Citron Research

About the Author Citron Research

Citron Research has been publishing columns for over 11 years, making it one of the longest-running online stock commentary websites. With over 150 reports, Citron has amassed a track record identifying fraud and terminal business models second to none among any published source. The goal of this website is and has always been to provide truthful information in an entertaining format to the investing public. Our goal has never been to engage in “gotcha” journalism. Readers are always encouraged to consider this and all information available regarding any potential investments, to seek professional assistance as necessary, and to draw their own conclusions.

Valeant Pharmaceuticals Intl Inc (VRX): Business Model is Broken, Stock is Too Dangerous to Own

Over the past two weeks, shares of Valeant Pharmaceuticals Intl Inc (NYSE:VRX) took a steep decline over concerns of price gouging that was recently expressed by Presidential hopeful Senator Bernie Sanders. In his plea for a subpoena of Valeant Sen. Sanders would like to see all communication regarding the price hikes and the reasons behind them. Look no further Senator — Citron has done the work.

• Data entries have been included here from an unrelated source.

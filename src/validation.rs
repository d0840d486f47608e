//! Input checks applied before records reach storage or the capacity engine.

use crate::activity::NewActivity;
use crate::project::{NewProject, NewWorkPackage};
use crate::resource::{MonthlyAvailability, NewResource};
use chrono::NaiveDate;
use thiserror::Error;

#[derive(Debug, Clone, PartialEq, Eq, Error)]
#[error("{message}")]
pub struct ValidationError {
    message: String,
}

impl ValidationError {
    pub fn new(message: impl Into<String>) -> Self {
        Self {
            message: message.into(),
        }
    }

    pub fn message(&self) -> &str {
        &self.message
    }
}

fn require_name(entity: &str, name: &str) -> Result<(), ValidationError> {
    if name.trim().is_empty() {
        return Err(ValidationError::new(format!("{entity} requires a non-empty name")));
    }
    Ok(())
}

fn require_hours(entity: &str, field: &str, value: f64) -> Result<(), ValidationError> {
    if !value.is_finite() || value < 0.0 {
        return Err(ValidationError::new(format!(
            "{entity} has invalid {field} {value} (must be a non-negative number)"
        )));
    }
    Ok(())
}

fn require_range(entity: &str, start: NaiveDate, end: NaiveDate) -> Result<(), ValidationError> {
    if end < start {
        return Err(ValidationError::new(format!(
            "{entity} end date {end} is before start date {start}"
        )));
    }
    Ok(())
}

pub fn validate_overrides(overrides: &MonthlyAvailability) -> Result<(), ValidationError> {
    for (month, entry) in overrides {
        if let Some(days) = entry.available_days {
            let max = month.days_in_month();
            if days > max {
                return Err(ValidationError::new(format!(
                    "availability override for {month} has {days} days (month has {max})"
                )));
            }
        }
    }
    Ok(())
}

pub fn validate_resource(resource: &NewResource) -> Result<(), ValidationError> {
    require_name("resource", &resource.name)?;
    require_hours("resource", "contract_hours", resource.contract_hours)?;
    validate_overrides(&resource.monthly_availability_overrides)
}

pub fn validate_project(project: &NewProject) -> Result<(), ValidationError> {
    require_name("project", &project.name)?;
    require_range("project", project.start_date, project.end_date)
}

pub fn validate_work_package(work_package: &NewWorkPackage) -> Result<(), ValidationError> {
    require_name("work package", &work_package.name)?;
    require_hours(
        "work package",
        "standard_effort_hours",
        work_package.standard_effort_hours,
    )
}

pub fn validate_activity(activity: &NewActivity) -> Result<(), ValidationError> {
    require_hours("activity", "planned_hours", activity.planned_hours)?;
    require_range("activity", activity.start_date, activity.end_date)
}

/// Year/month pair as received from a query string.
pub fn validate_period(year: i32, month: u32) -> Result<(), ValidationError> {
    if !(1..=12).contains(&month) {
        return Err(ValidationError::new(format!(
            "month {month} is outside 1..=12"
        )));
    }
    if !(1900..=9999).contains(&year) {
        return Err(ValidationError::new(format!("year {year} is out of range")));
    }
    Ok(())
}
#[tokio::test]
async fn change_log_lists_latest_first() {
    let app = new_router();
    let (resource, _, _) = seed(&app).await;

    let (status, body) = send_json(&app, "GET", "/change_logs?limit=2", None).await;
    assert_eq!(status, StatusCode::OK);
    let entries = body.as_array().unwrap();
    assert_eq!(entries.len(), 2);
    assert_eq!(entries[0]["entity_type"], "activity");
    assert_eq!(entries[0]["action"], "CREATE");

    let uri = format!("/change_logs?entity_type=resource&entity_id={}", resource.id);
    let (_, body) = send_json(&app, "GET", &uri, None).await;
    assert_eq!(body.as_array().unwrap().len(), 1);

    let (status, _) = send_json(&app, "GET", "/change_logs?entity_type=resource", None).await;
    assert_eq!(status, StatusCode::BAD_REQUEST);
}

#[tokio::test]
async fn calendar_update_changes_capacity() {
    let app = new_router();
    seed(&app).await;

    let (status, body) = send_json(
        &app,
        "PUT",
        "/calendar",
        Some(json!({
            "working_days": ["Mon", "Tue", "Wed", "Thu", "Fri"],
            "holidays": ["2024-01-01"]
        })),
    )
    .await;
    assert_eq!(status, StatusCode::OK);
    assert_eq!(body["holidays"][0], "2024-01-01");

    let (_, body) = send_json(&app, "GET", "/capacity?year=2024&month=1", None).await;
    assert_eq!(body["data"][0]["working_days"], 22);

    let (status, _) = send_json(
        &app,
        "PUT",
        "/calendar",
        Some(json!({ "working_days": [] })),
    )
    .await;
    assert_eq!(status, StatusCode::BAD_REQUEST);
}

#[tokio::test]
async fn csv_reports_are_downloadable() {
    let app = new_router();
    seed(&app).await;

    let (status, bytes) = send(&app, "GET", "/reports/workload.csv?year=2024", None).await;
    assert_eq!(status, StatusCode::OK);
    let text = String::from_utf8(bytes).unwrap();
    assert!(text.starts_with("Resource,Project,Month,Total Hours,Work Packages"));
    assert!(text.contains("Ana,Metro,February,30.00,Braking FMECA"));

    let (status, bytes) = send(&app, "GET", "/reports/capacity.csv?year=2024&month=1", None).await;
    assert_eq!(status, StatusCode::OK);
    assert!(String::from_utf8(bytes).unwrap().contains("Ana,40.0,23,184.0,90.0"));

    let (status, _) = send(&app, "GET", "/reports/capacity.csv", None).await;
    assert_eq!(status, StatusCode::BAD_REQUEST);

    let (status, _) = send(&app, "GET", "/reports/budget.csv", None).await;
    assert_eq!(status, StatusCode::OK);
    let (status, _) = send(&app, "GET", "/reports/rams.csv", None).await;
    assert_eq!(status, StatusCode::OK);
}
pub fn router(state: AppState) -> Router {
    Router::new()
        .route("/health", get(health))
        .route("/calendar", get(get_calendar).put(update_calendar))
        .route("/resources", get(list_resources).post(create_resource))
        .route(
            "/resources/:id",
            get(get_resource).put(update_resource).delete(delete_resource),
        )
        .route("/resources/:id/capacity", get(resource_capacity))
        .route("/projects", get(list_projects).post(create_project))
        .route(
            "/projects/:id",
            get(get_project).put(update_project).delete(delete_project),
        )
        .route("/projects/:id/work_packages", get(list_project_work_packages))
        .route(
            "/work_packages",
            get(list_work_packages).post(create_work_package),
        )
        .route(
            "/work_packages/:id",
            get(get_work_package)
                .put(update_work_package)
                .delete(delete_work_package),
        )
        .route("/activities", get(list_activities).post(create_activity))
        .route(
            "/activities/:id",
            get(get_activity).put(update_activity).delete(delete_activity),
        )
        .route("/capacity", get(monthly_capacity_overview))
        .route("/capacity/year", get(yearly_capacity_overview))
        .route("/workload", get(workload))
        .route("/budget", get(budget_overview))
        .route("/budget/:work_package_id", get(work_package_budget))
        .route("/rams_distribution", get(rams_distribution_overview))
        .route("/change_logs", get(change_logs))
        .route("/snapshot", get(export_snapshot).put(import_snapshot))
        .route("/reports/capacity.csv", get(capacity_report))
        .route("/reports/budget.csv", get(budget_report))
        .route("/reports/rams.csv", get(rams_report))
        .route("/reports/workload.csv", get(workload_report))
        .with_state(state)
}

pub async fn serve(addr: SocketAddr, state: AppState) -> std::io::Result<()> {
    let app = router(state);
    let listener = tokio::net::TcpListener::bind(addr).await?;
    info!(%addr, "HTTP API listening");
    axum::serve(listener, app).await
}

async fn health() -> impl IntoResponse {
    Json(json!({ "status": "ok" }))
}

// Query parameters arrive as strings so that malformed numbers produce the JSON error body.

#[derive(Debug, Default, Deserialize)]
struct PeriodQuery {
    year: Option<String>,
    month: Option<String>,
}

#[derive(Debug, Default, Deserialize)]
struct WorkloadQuery {
    year: Option<String>,
    resource_id: Option<String>,
    project_id: Option<String>,
    policy: Option<String>,
}

#[derive(Debug, Default, Deserialize)]
struct ChangeLogQuery {
    limit: Option<String>,
    entity_type: Option<String>,
    entity_id: Option<String>,
}

fn parse_param<T: std::str::FromStr>(name: &str, raw: Option<&str>) -> Result<Option<T>, ApiError> {
    match raw.map(str::trim).filter(|value| !value.is_empty()) {
        None => Ok(None),
        Some(value) => value
            .parse::<T>()
            .map(Some)
            .map_err(|_| ApiError::invalid(format!("{name} must be a number, got '{value}'"))),
    }
}

fn required_param<T: std::str::FromStr>(name: &str, raw: Option<&str>) -> Result<T, ApiError> {
    parse_param(name, raw)?.ok_or_else(|| ApiError::invalid(format!("{name} is required")))
}

impl PeriodQuery {
    fn year(&self) -> Result<i32, ApiError> {
        let year = required_param("year", self.year.as_deref())?;
        validate_period(year, 1).map_err(|err| ApiError::invalid(err.message()))?;
        Ok(year)
    }

    fn year_month(&self) -> Result<(i32, u32), ApiError> {
        let year = required_param("year", self.year.as_deref())?;
        let month = required_param("month", self.month.as_deref())?;
        validate_period(year, month).map_err(|err| ApiError::invalid(err.message()))?;
        Ok((year, month))
    }
}

impl WorkloadQuery {
    fn year(&self) -> Result<i32, ApiError> {
        PeriodQuery {
            year: self.year.clone(),
            month: None,
        }
        .year()
    }

    fn filter(&self) -> Result<WorkloadFilter, ApiError> {
        Ok(WorkloadFilter {
            resource_id: parse_param("resource_id", self.resource_id.as_deref())?,
            project_id: parse_param("project_id", self.project_id.as_deref())?,
        })
    }

    fn policy(&self) -> Result<SplitPolicy, ApiError> {
        match self.policy.as_deref().map(str::trim) {
            None | Some("") | Some("full_span") => Ok(SplitPolicy::FullSpan),
            Some("target_year_only") => Ok(SplitPolicy::TargetYearOnly),
            Some(other) => Err(ApiError::invalid(format!(
                "unknown policy '{other}' (expected full_span or target_year_only)"
            ))),
        }
    }
}

async fn get_calendar(State(state): State<AppState>) -> Json<WorkCalendarConfig> {
    Json(state.calendar().to_config())
}

async fn update_calendar(
    State(state): State<AppState>,
    payload: Result<Json<WorkCalendarConfig>, JsonRejection>,
) -> Result<Json<WorkCalendarConfig>, ApiError> {
    let Json(config) = payload?;
    let calendar =
        WorkCalendar::from_config(&config).map_err(|err| ApiError::invalid(err.to_string()))?;
    let current = calendar.to_config();
    *state.calendar.write() = calendar;
    info!(
        working_days = current.working_days().len(),
        holidays = current.holidays().len(),
        "updated work calendar"
    );
    Ok(Json(current))
}

async fn list_resources(State(state): State<AppState>) -> Result<Json<Vec<Resource>>, ApiError> {
    Ok(Json(state.store().list_resources()?))
}

async fn get_resource(
    State(state): State<AppState>,
    Path(resource_id): Path<i64>,
) -> Result<Json<Resource>, ApiError> {
    match state.store().get_resource(resource_id)? {
        Some(resource) => Ok(Json(resource)),
        None => Err(ApiError::not_found(format!(
            "resource {resource_id} not found"
        ))),
    }
}
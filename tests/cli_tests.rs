#![cfg(feature = "sqlite")]

use assert_cmd::Command;
use predicates::str::contains as str_contains;
use tempfile::{NamedTempFile, TempDir};

const SNAPSHOT: &str = r#"{
  "resources": [
    { "id": 1, "name": "Ana", "contract_hours": 40.0 }
  ],
  "projects": [
    { "id": 1, "name": "Metro", "start_date": "2024-01-01", "end_date": "2024-12-31" }
  ],
  "work_packages": [
    { "id": 1, "project_id": 1, "name": "Braking FMECA", "rams_tag": "FMECA", "standard_effort_hours": 100.0 }
  ],
  "activities": [
    { "id": 1, "work_package_id": 1, "resource_id": 1, "planned_hours": 200.0,
      "start_date": "2024-02-01", "end_date": "2024-02-29" }
  ]
}"#;

#[allow(deprecated)]
fn run_cli(database: &NamedTempFile, script: &str) -> assert_cmd::assert::Assert {
    let mut cmd = Command::cargo_bin("cli").expect("cli binary");
    cmd.arg(database.path())
        .write_stdin(script.to_string())
        .assert()
}

fn escaped(path: &std::path::Path) -> String {
    path.to_string_lossy().replace('\\', "\\\\")
}

#[test]
fn cli_prints_banner_and_help() {
    let db = NamedTempFile::new().expect("create temp db");
    run_cli(&db, "help\nquit\n")
        .success()
        .stdout(str_contains("RAMS Workload (CLI)"))
        .stdout(str_contains("capacity <year> <month>"));
}

#[test]
fn cli_rejects_unknown_commands() {
    let db = NamedTempFile::new().expect("create temp db");
    run_cli(&db, "frobnicate\nquit\n")
        .success()
        .stdout(str_contains("Error: Unknown command. Type 'help'."));
}

#[test]
fn cli_exits_cleanly_on_end_of_input() {
    let db = NamedTempFile::new().expect("create temp db");
    run_cli(&db, "resources\n").success();
}

#[test]
fn cli_reports_no_warnings_for_empty_database() {
    let db = NamedTempFile::new().expect("create temp db");
    run_cli(&db, "warnings 2024 2\ncapacity 2024 13\nquit\n")
        .success()
        .stdout(str_contains("No capacity warnings."))
        .stdout(str_contains("Error: month 13 is outside 1..=12"));
}

#[test]
fn cli_import_then_inspect_and_export() {
    let db = NamedTempFile::new().expect("create temp db");
    let dir = TempDir::new().expect("create temp dir");
    let input = dir.path().join("input.json");
    let output = dir.path().join("output.json");
    std::fs::write(&input, SNAPSHOT).expect("write snapshot");

    let script = format!(
        "import {}\nresources\nwarnings 2024 2\nbudget\nrams\nexport {}\nquit\n",
        escaped(&input),
        escaped(&output)
    );
    run_cli(&db, &script)
        .success()
        .stdout(str_contains(
            "Imported 1 resource(s), 1 project(s), 1 work package(s), 1 activity(ies)",
        ))
        .stdout(str_contains("Ana"))
        .stdout(str_contains("Ana is over capacity by 32 hours in 2024-02"))
        .stdout(str_contains("OVER_BUDGET"))
        .stdout(str_contains("FMECA"))
        .stdout(str_contains("Snapshot written to"));

    let exported = std::fs::read_to_string(&output).expect("read export");
    assert!(exported.contains("\"name\": \"Braking FMECA\""));
}

#[test]
fn cli_data_survives_restart() {
    let db = NamedTempFile::new().expect("create temp db");
    let dir = TempDir::new().expect("create temp dir");
    let input = dir.path().join("input.json");
    std::fs::write(&input, SNAPSHOT).expect("write snapshot");

    run_cli(&db, &format!("import {}\nquit\n", escaped(&input))).success();
    run_cli(&db, "projects\nlog 1\nquit\n")
        .success()
        .stdout(str_contains("Metro"))
        .stdout(str_contains("2024-01-01 .. 2024-12-31"));
}

#[test]
fn cli_writes_csv_reports() {
    let db = NamedTempFile::new().expect("create temp db");
    let dir = TempDir::new().expect("create temp dir");
    let input = dir.path().join("input.json");
    let report = dir.path().join("workload.csv");
    std::fs::write(&input, SNAPSHOT).expect("write snapshot");

    let script = format!(
        "import {}\nreport workload 2024 {}\nreport nonsense\nquit\n",
        escaped(&input),
        escaped(&report)
    );
    run_cli(&db, &script)
        .success()
        .stdout(str_contains("Workload report written to"))
        .stdout(str_contains("Error: Usage: report"));

    let csv = std::fs::read_to_string(&report).expect("read report");
    assert!(csv.contains("Ana,Metro,February,200.00,Braking FMECA"));
}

Before reading on, Citron would like to express one clear thought to the reader. The Valeant business model is broken and will fall under its own weight. Any kind of government intervention just expedites the inevitable.

Investors, Politicians, and Concerned Citizens must note that Valeant raised the prices on the two key heart drugs in question the very next day after they acquired them … just to cover up for a bad quarter. Here’s the proof — all done without wasting taxpayer money on a hearing.

We can tell you all with impunity what the Valeant CEO to CFO email about Q1 2015 said..

On February 10, 2015, Valeant closed on its acquisition of Marathon’s drug assets, including Isuprel & Nitropress.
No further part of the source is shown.